DATA RECORDS Start Marker

use crate::{
    error::ClientError,
    search::{IndexWriter, SearchClient},
    solr::{
        classify::reclassify,
        response::{SelectResponse, error_message},
        settings::SolrSettings,
    },
};
use model::{
    core::document::Document,
    pagination::{
        cursor::CursorMark,
        page::{Page, PagePosition, PageRequest, ProbeResult},
    },
    search::query::Query,
};
use reqwest::{
    Url,
    blocking::{Client, Response},
};
use tracing::debug;

/// Blocking HTTP adapter for a Solr collection.
#[derive(Clone)]
pub struct SolrClient {
    http: Client,
    settings: SolrSettings,
}

impl SolrClient {
    pub fn new(settings: SolrSettings) -> Result<Self, ClientError> {
        Url::parse(&settings.base_url).map_err(|err| ClientError::InvalidUrl {
            url: settings.base_url.clone(),
            reason: err.to_string(),
        })?;

        let http = Client::builder()
            .timeout(settings.timeout)
            .user_agent(concat!("docshift/", env!("CARGO_PKG_VERSION")))
            .build()?;

        Ok(SolrClient { http, settings })
    }

    pub fn settings(&self) -> &SolrSettings {
        &self.settings
    }

    fn select(&self, params: &[(String, String)]) -> Result<SelectResponse, ClientError> {
        let url = self.settings.select_url();
        debug!(url = %url, ?params, "Issuing select request");

        let response = self.http.get(&url).query(params).send()?;
        let body = checked_body(response)?;
        Ok(serde_json::from_str(&body)?)
    }
}

/// Parameters shared by the probe and every page request.
fn base_params(query: &Query, rows: usize) -> Vec<(String, String)> {
    let mut params = vec![
        ("q".to_string(), query.q.clone()),
        ("rows".to_string(), rows.to_string()),
        ("wt".to_string(), "json".to_string()),
    ];
    params.extend(query.params.iter().cloned());
    params
}

fn page_params(query: &Query, request: &PageRequest) -> Vec<(String, String)> {
    let mut params = base_params(query, request.rows);

    if let Some(sort) = &query.sort {
        params.push(("sort".to_string(), sort.clone()));
    }
    if !query.fields.is_empty() {
        params.push(("fl".to_string(), query.fields.join(",")));
    }

    match &request.position {
        PagePosition::Cursor(mark) => {
            params.push(("cursorMark".to_string(), mark.as_str().to_string()))
        }
        PagePosition::Offset(start) => params.push(("start".to_string(), start.to_string())),
    }
    params
}

/// Returns the body of a successful response, or the server's complaint as an error.
fn checked_body(response: Response) -> Result<String, ClientError> {
    let status = response.status();
    let body = response.text()?;
    if status.is_success() {
        Ok(body)
    } else {
        Err(ClientError::server(status, error_message(&body)))
    }
}

impl SearchClient for SolrClient {
    fn probe(&self, query: &Query) -> Result<ProbeResult, ClientError> {
        let parsed = self.select(&base_params(query, 0))?;
        Ok(ProbeResult {
            num_found: parsed.response.and_then(|block| block.num_found),
        })
    }

    fn fetch(&self, query: &Query, request: &PageRequest) -> Result<Page, ClientError> {
        let parsed = self
            .select(&page_params(query, request))
            .map_err(|err| reclassify(err, &request.position))?;
        let block = parsed.response.ok_or(ClientError::MissingField("response"))?;

        Ok(Page {
            docs: block.docs,
            next_cursor_mark: parsed.next_cursor_mark.map(CursorMark::new),
        })
    }
}

impl IndexWriter for SolrClient {
    fn add(&self, docs: &[Document], commit: bool) -> Result<(), ClientError> {
        let url = self.settings.update_url();
        debug!(url = %url, docs = docs.len(), commit, "Posting update request");

        let response = self
            .http
            .post(&url)
            .query(&[("commit", commit.to_string()), ("wt", "json".to_string())])
            .json(docs)
            .send()?;
        checked_body(response)?;
        Ok(())
    }
}

#[cfg(test)]
mod tests {
    use super::*;
    use crate::error::FailureKind;
    use serde_json::json;
    use std::{
        io::{BufRead, BufReader, Read, Write},
        net::{TcpListener, TcpStream},
        sync::mpsc::{self, Receiver},
        thread,
    };

    /// Serves the canned (status, body) replies in order, one per connection,
    /// and hands back each request's head and body.
    fn stub_server(replies: Vec<(u16, &'static str)>) -> (SolrClient, Receiver<String>) {
        let listener = TcpListener::bind("127.0.0.1:0").unwrap();
        let addr = listener.local_addr().unwrap();
        let (tx, rx) = mpsc::channel();

        thread::spawn(move || {
            for (status, body) in replies {
                let (mut stream, _) = listener.accept().unwrap();
                tx.send(read_request(&mut stream)).unwrap();
                let reply = format!(
                    "HTTP/1.1 {status} Stub\r\nContent-Type: application/json\r\nContent-Length: {}\r\nConnection: close\r\n\r\n{body}",
                    body.len()
                );
                stream.write_all(reply.as_bytes()).unwrap();
            }
        });

        let client = SolrClient::new(SolrSettings::new(format!("http://{addr}/solr/books"))).unwrap();
        (client, rx)
    }

    fn read_request(stream: &mut TcpStream) -> String {
        let mut reader = BufReader::new(stream.try_clone().unwrap());
        let mut request = String::new();
        let mut content_length = 0;
        loop {
            let mut line = String::new();
            reader.read_line(&mut line).unwrap();
            if line.trim_end().is_empty() {
                break;
            }
            if let Some(len) = line.to_ascii_lowercase().strip_prefix("content-length:") {
                content_length = len.trim().parse().unwrap();
            }
            request.push_str(&line);
        }
        let mut body = vec![0; content_length];
        reader.read_exact(&mut body).unwrap();
        request + &String::from_utf8(body).unwrap()
    }

    fn cursor_request() -> PageRequest {
        PageRequest::cursor(2, CursorMark::start())
    }

    fn sorted() -> Query {
        Query::match_all(2).with_sort("id desc")
    }

    fn param<'a>(params: &'a [(String, String)], key: &str) -> Option<&'a str> {
        params
            .iter()
            .find(|(k, _)| k == key)
            .map(|(_, v)| v.as_str())
    }

    #[test]
    fn test_rejects_unparseable_base_url() {
        let err = SolrClient::new(SolrSettings::new("not a url")).err().unwrap();
        assert!(matches!(err, ClientError::InvalidUrl { .. }));
    }

    #[test]
    fn test_cursor_page_params() {
        let query = Query::new("type:article", 100)
            .with_sort("id desc")
            .with_fields(["id", "title"])
            .with_param("fq", "year:2014");
        let params = page_params(&query, &PageRequest::cursor(100, CursorMark::start()));

        assert_eq!(param(&params, "q"), Some("type:article"));
        assert_eq!(param(&params, "rows"), Some("100"));
        assert_eq!(param(&params, "sort"), Some("id desc"));
        assert_eq!(param(&params, "fl"), Some("id,title"));
        assert_eq!(param(&params, "fq"), Some("year:2014"));
        assert_eq!(param(&params, "cursorMark"), Some("*"));
        assert_eq!(param(&params, "start"), None);
    }

    #[test]
    fn test_offset_page_params() {
        let query = Query::match_all(25);
        let params = page_params(&query, &PageRequest::offset(25, 50));

        assert_eq!(param(&params, "start"), Some("50"));
        assert_eq!(param(&params, "cursorMark"), None);
        assert_eq!(param(&params, "sort"), None);
        assert_eq!(param(&params, "fl"), None);
    }

    #[test]
    fn test_probe_params_request_zero_rows() {
        let params = base_params(&Query::match_all(500), 0);
        assert_eq!(param(&params, "rows"), Some("0"));
    }

    #[test]
    fn test_probe_reads_hit_count() {
        let (client, requests) =
            stub_server(vec![(200, r#"{"response":{"numFound":5,"docs":[]}}"#)]);

        let probe = client.probe(&Query::match_all(100)).unwrap();
        let request = requests.recv().unwrap();

        assert_eq!(probe.num_found, Some(5));
        assert!(request.starts_with("GET /solr/books/select?"));
        assert!(request.contains("rows=0"));
        assert!(request.contains("wt=json"));
    }

    #[test]
    fn test_fetch_returns_docs_and_next_mark() {
        let (client, requests) = stub_server(vec![(
            200,
            r#"{"response":{"numFound":5,"docs":[{"id":"b"},{"id":"a"}]},"nextCursorMark":"AoE="}"#,
        )]);

        let page = client.fetch(&sorted(), &cursor_request()).unwrap();

        assert_eq!(page.len(), 2);
        assert_eq!(page.docs[0].get("id"), Some(&json!("b")));
        assert_eq!(page.next_cursor_mark, Some(CursorMark::new("AoE=")));
        assert!(requests.recv().unwrap().contains("cursorMark=*"));
    }

    #[test]
    fn test_page_without_result_block_is_malformed() {
        let (client, _requests) = stub_server(vec![(200, r#"{"responseHeader":{"status":0}}"#)]);

        let err = client.fetch(&sorted(), &cursor_request()).unwrap_err();

        assert!(matches!(err, ClientError::MissingField("response")));
        assert_eq!(err.kind(), FailureKind::MalformedResponse);
    }

    #[test]
    fn test_undecodable_body_is_malformed() {
        let (client, _requests) = stub_server(vec![(200, "<html>proxy error</html>")]);

        let err = client.fetch(&sorted(), &PageRequest::offset(2, 0)).unwrap_err();

        assert_eq!(err.kind(), FailureKind::MalformedResponse);
    }

    #[test]
    fn test_cursor_rejection_is_invalid_paging() {
        let (client, _requests) = stub_server(vec![(
            400,
            r#"{"error":{"msg":"Cursor functionality requires a sort containing a uniqueKey field tie breaker","code":400}}"#,
        )]);

        let err = client
            .fetch(&Query::match_all(2).with_sort("title asc"), &cursor_request())
            .unwrap_err();

        assert_eq!(err.kind(), FailureKind::InvalidPagingConfig);
        assert!(err.detail().starts_with("Cursor functionality"));
    }

    #[test]
    fn test_other_server_errors_stay_transport() {
        let (client, _requests) = stub_server(vec![
            (400, r#"{"error":{"msg":"undefined field cursor_pos","code":400}}"#),
            (500, r#"{"error":{"msg":"Cursor functionality hit an internal error","code":500}}"#),
        ]);

        let err = client.fetch(&sorted(), &cursor_request()).unwrap_err();
        assert!(matches!(err, ClientError::Server { .. }));
        assert_eq!(err.kind(), FailureKind::Transport);

        let err = client.fetch(&sorted(), &PageRequest::offset(2, 0)).unwrap_err();
        assert_eq!(err.kind(), FailureKind::Transport);
    }

    #[test]
    fn test_add_posts_documents_with_commit() {
        let (client, requests) = stub_server(vec![(200, r#"{"responseHeader":{"status":0}}"#)]);
        let docs: Vec<Document> = vec![[("id", json!("a"))].into_iter().collect()];

        client.add(&docs, true).unwrap();
        let request = requests.recv().unwrap();

        assert!(request.starts_with("POST /solr/books/update?"));
        assert!(request.contains("commit=true"));
        assert!(request.ends_with(r#"[{"id":"a"}]"#));
    }

    #[test]
    fn test_failed_add_surfaces_server_message() {
        let (client, _requests) = stub_server(vec![(
            400,
            r#"{"error":{"msg":"Document is missing mandatory uniqueKey field: id","code":400}}"#,
        )]);

        let err = client.add(&[Document::new()], false).unwrap_err();

        assert_eq!(err.detail(), "Document is missing mandatory uniqueKey field: id");
        assert_eq!(err.kind(), FailureKind::Transport);
    }
}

DATA RECORDS End Marker

If a line of the records above holds the word "replies", show it.

    /// Serves the canned (status, body) replies in order, one per connection,
    fn stub_server(replies: Vec<(u16, &'static str)>) -> (SolrClient, Receiver<String>) {
            for (status, body) in replies {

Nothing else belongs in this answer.